Reality TV By Maddie Schumacher
- Teddy Ryan
- Mar 12
- 4 min read
Updated: Mar 16
I remember my mother describing reality television to me at a young age as “trash.” My mother, a fearless attorney, was my first mentor of taste. When my mother deemed reality tv less important, I suppose I did too.
But because a teenage girl has to defy her mother, I fell in love with The Real Housewives of New York City (RHONY) anyway.
By the end of my senior year of high school, I had watched twelve seasons of RHONY four times. Now a senior in college, I watch the show almost every single night.
Bravo’s housewives series follows the lives of complicated, privileged, and messy NYC women. These same women sing me to bed each night.
I can't convince you to love the housewives but I can convince you they are making me a better artist.
Hear me out.
The art of Acting is complicated. Everyone has an opinion on how one should act or how one should learn to act. And don't even get me started on all the methods. From Meisner to Grotowski, I can tell you with confidence: they are all cultish and no one way of training will promise you a flourishing career. Yet, as actors, we love to say we were trained (we is me).
I have studied acting for four years under one method and while I tried to obediently drink the kool aid (and sometimes actually have), I know that I will not find everything I need in one method to reach my full potential as an actor.
Maybe you really learn the most about acting when you're outside of the classroom (blackbox). Growing up as a New York City kid, I was surrounded by performance every time I left my apartment. From a young age, I couldn't help but frantically watch commuters on the subway. Life in NYC was often more interesting to me than the films and television being recommended.
Which brings me to the Real Housewives of New York City.
If you want to learn about performance and power, watch these women fight about feeling left out on a Hamptons weekend, watch these women have a one on one lunch at Sadelles. The conversations here are dripping with subtext. How the women move their bodies in full costume (furs and Manolos) shows you everything you need to know about decorum.
In college, I began really watching these women as a way to shut off my mind from rigorous conservatory training. The last thing I wanted to do after a 9 hour acting class was watch more acting. But because all actors are inherently obsessive people watchers, I started to find my characters through these women despite wanting to watch them mindlessly.
RHONY is not just a show filled with conflict and drama, but one that gives you insight into true inner life too. There's no doubt these women’s lives ooze with privilege but there's also a fair amount of soul searching, vulnerability, and growth for every insane storyline. In one season of RHONY, you may find yourself watching a woman cope with heartache, infidelity, bankruptcy, or mental health struggles.
I suppose my real question is: What makes these women any different than the characters we read about in plays?

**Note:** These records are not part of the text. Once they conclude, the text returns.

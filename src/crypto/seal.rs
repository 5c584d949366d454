//! # Sealed Master Keys
//!
//! Passphrase protection for master secrets held in memory.
//!
//! ## Sealed Format
//!
//! ```text
//! ┌─────────────────────────────────────────────────────────────────────────┐
//! │                        SEALED KEY FORMAT                                │
//! ├─────────────────────────────────────────────────────────────────────────┤
//! │                                                                         │
//! │  ┌─────────┬──────────────┬──────────────┬──────────────────────────┐   │
//! │  │ version │     salt     │    nonce     │  ciphertext + tag        │   │
//! │  │ 1 byte  │   16 bytes   │   12 bytes   │  32 + 16 bytes           │   │
//! │  └─────────┴──────────────┴──────────────┴──────────────────────────┘   │
//! │                                                                         │
//! │  sealing key = HKDF-SHA256(salt, passphrase, "subkey-master-seal-v1")  │
//! │  ciphertext  = AES-256-GCM(sealing key, nonce, seed, aad = version)    │
//! │                                                                         │
//! └─────────────────────────────────────────────────────────────────────────┘
//! ```
//!
//! A wrong passphrase fails the GCM tag check and is reported as
//! [`Error::InvalidPassphrase`].

use aes_gcm::{
    aead::{Aead, KeyInit, Payload},
    Aes256Gcm, Nonce as AesNonce,
};
use hkdf::Hkdf;
use rand::RngCore;
use sha2::Sha256;
use zeroize::Zeroizing;

use crate::crypto::master::MASTER_SECRET_SIZE;
use crate::error::{Error, Result};

/// Current sealed-key format version
pub const SEAL_VERSION: u8 = 1;

/// Size of the HKDF salt in bytes
pub const SALT_SIZE: usize = 16;

/// Size of the AES-GCM nonce in bytes (96 bits)
pub const NONCE_SIZE: usize = 12;

/// Size of the AES-GCM authentication tag in bytes (128 bits)
pub const TAG_SIZE: usize = 16;

/// Total size of a sealed master key
pub const SEALED_KEY_SIZE: usize = 1 + SALT_SIZE + NONCE_SIZE + MASTER_SECRET_SIZE + TAG_SIZE;

const SEAL_INFO: &[u8] = b"subkey-master-seal-v1";

/// Seal a master secret under a passphrase
pub fn seal_master_key(secret: &[u8; MASTER_SECRET_SIZE], passphrase: &str) -> Result<Vec<u8>> {
    let mut salt = [0u8; SALT_SIZE];
    let mut nonce = [0u8; NONCE_SIZE];
    rand::rngs::OsRng.fill_bytes(&mut salt);
    rand::rngs::OsRng.fill_bytes(&mut nonce);

    let key = derive_sealing_key(&salt, passphrase)?;
    let cipher = Aes256Gcm::new_from_slice(&key[..])
        .map_err(|e| Error::Internal(format!("Invalid sealing key: {}", e)))?;

    let ciphertext = cipher
        .encrypt(
            AesNonce::from_slice(&nonce),
            Payload {
                msg: &secret[..],
                aad: &[SEAL_VERSION],
            },
        )
        .map_err(|e| Error::Internal(format!("Sealing failed: {}", e)))?;

    let mut sealed = Vec::with_capacity(SEALED_KEY_SIZE);
    sealed.push(SEAL_VERSION);
    sealed.extend_from_slice(&salt);
    sealed.extend_from_slice(&nonce);
    sealed.extend_from_slice(&ciphertext);
    Ok(sealed)
}

/// Open a sealed master key
pub fn unseal_master_key(
    sealed: &[u8],
    passphrase: &str,
) -> Result<Zeroizing<[u8; MASTER_SECRET_SIZE]>> {
    if sealed.len() != SEALED_KEY_SIZE {
        return Err(Error::InvalidMasterKey(format!(
            "Sealed key must be {} bytes, got {}",
            SEALED_KEY_SIZE,
            sealed.len()
        )));
    }
    if sealed[0] != SEAL_VERSION {
        return Err(Error::InvalidMasterKey(format!(
            "Unsupported sealed key version {}",
            sealed[0]
        )));
    }

    let (salt, rest) = sealed[1..].split_at(SALT_SIZE);
    let (nonce, ciphertext) = rest.split_at(NONCE_SIZE);

    let key = derive_sealing_key(salt, passphrase)?;
    let cipher = Aes256Gcm::new_from_slice(&key[..])
        .map_err(|e| Error::Internal(format!("Invalid sealing key: {}", e)))?;

    let plaintext = Zeroizing::new(
        cipher
            .decrypt(
                AesNonce::from_slice(nonce),
                Payload {
                    msg: ciphertext,
                    aad: &[SEAL_VERSION],
                },
            )
            .map_err(|_| Error::InvalidPassphrase)?,
    );

    let mut secret = Zeroizing::new([0u8; MASTER_SECRET_SIZE]);
    secret.copy_from_slice(&plaintext);
    Ok(secret)
}

fn derive_sealing_key(salt: &[u8], passphrase: &str) -> Result<Zeroizing<[u8; 32]>> {
    let hkdf = Hkdf::<Sha256>::new(Some(salt), passphrase.as_bytes());
    let mut key = Zeroizing::new([0u8; 32]);
    hkdf.expand(SEAL_INFO, &mut key[..])
        .map_err(|_| Error::Internal("Failed to derive sealing key".into()))?;
    Ok(key)
}

// ============================================================================
// TESTS
// ============================================================================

This past fall, I was working on Stevie from Edward Albee’s The Goat. Stevie is a striking eugene in that her major arc in the play is finding out her husband is having an affair (with a goat). Albee, known as an unparalleled playwright, was known for his ability to depict complex women. If he knew where I derived inspiration for my rendition of Stevie, he might have rolled in his grave. My Stevie was based on RHONY legend Ramona Singer. Singer who may be known at times for her “diarrhea of the mouth” also spent several seasons of the show healing from a divorce where her husband left her for a much younger woman.
It was Ramona who really showed me, in a few alcohol dazed states, what that process of recovery really looked like: the mania, the pain, and the ability to start again. I didn't have to imagine what Stevie was going through because I had a woman in front of me, actually living it.
That's the great joy of art, no? Every character ends up being a mosaic of others. Because of course, every human being is a mosaic of the ones they have known and been inspired by, too.
And I’m not the only one who sees the value in the housewives. In 2024, when Sarah Paulson was on Broadway in Branden Jacobs Jenkins’ Appropriate, she admitted to Seth Meyers to basing her own character on one of the Real Housewives of Salt Lake City. In earnest, she said “I am not playing Meredith Marks but I was inspired by some of her physicality and some of her intensity.”
Maybe that's ultimately the secret blessing of Housewives, if you’re open to it. It's not so much that we're watching these women to escape as much as we're watching them to understand.